== AIM OF THE EXERCISE ==
Among the records below, how many lines contain "struct"? State the number and nothing more.

[Source data]
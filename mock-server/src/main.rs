use tokio::net::TcpListener;

#[tokio::main]
async fn main() -> Result<(), std::io::Error> {
    let port = std::env::var("PORT").unwrap_or_else(|_| "3000".to_string());
    let addr = format!("127.0.0.1:{port}");
    let listener = TcpListener::bind(&addr).await?;
    println!("mock task backend listening on http://{addr}/todos");
    mock_server::run(listener).await
}
// src/fetch/types.rs

use serde::{Deserialize, Deserializer, Serialize};

/// One token transfer event, in the shape written to the export CSV.
#[derive(Debug, Serialize, PartialEq, Clone, Eq)]
pub struct TransferRecord {
    pub from: String,
    pub to: String,
    #[serde(rename = "txHash")]
    pub tx_hash: String,
    #[serde(rename = "blockNumber")]
    pub block_number: u64,
}

/// A single page of results plus the cursor for the next one.
/// `cursor == None` means pagination is exhausted.
#[derive(Debug, Clone, Default, PartialEq)]
pub struct TransferPage {
    pub transfers: Vec<TransferRecord>,
    pub cursor: Option<String>,
}

/// Body of an `erc20/{address}/transfers` response.
#[derive(Debug, Deserialize)]
pub struct TransfersResponse {
    #[serde(default)]
    pub result: Vec<ApiTransfer>,
    #[serde(default)]
    pub cursor: Option<String>,
}

#[derive(Debug, Deserialize)]
pub struct ApiTransfer {
    pub from_address: String,
    pub to_address: String,
    pub transaction_hash: String,
    #[serde(deserialize_with = "block_number_from_str_or_int")]
    pub block_number: u64,
}

impl From<ApiTransfer> for TransferRecord {
    fn from(tx: ApiTransfer) -> Self {
        Self {
            from: tx.from_address,
            to: tx.to_address,
            tx_hash: tx.transaction_hash,
            block_number: tx.block_number,
        }
    }
}

impl From<TransfersResponse> for TransferPage {
    fn from(resp: TransfersResponse) -> Self {
        Self {
            transfers: resp.result.into_iter().map(TransferRecord::from).collect(),
            // the API sends "" as well as null once the last page is reached
            cursor: resp.cursor.filter(|c| !c.is_empty()),
        }
    }
}

/// The API reports block numbers as decimal strings; accept plain integers too.
fn block_number_from_str_or_int<'de, D>(deserializer: D) -> Result<u64, D::Error>
where
    D: Deserializer<'de>,
{
    #[derive(Deserialize)]
    #[serde(untagged)]
    enum Raw {
        Int(u64),
        Str(String),
    }

    match Raw::deserialize(deserializer)? {
        Raw::Int(n) => Ok(n),
        Raw::Str(s) => s
            .trim()
            .parse::<u64>()
            .map_err(|e| serde::de::Error::custom(format!("invalid block_number {:?}: {}", s, e))),
    }
}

== TASK RESPONSE ==
4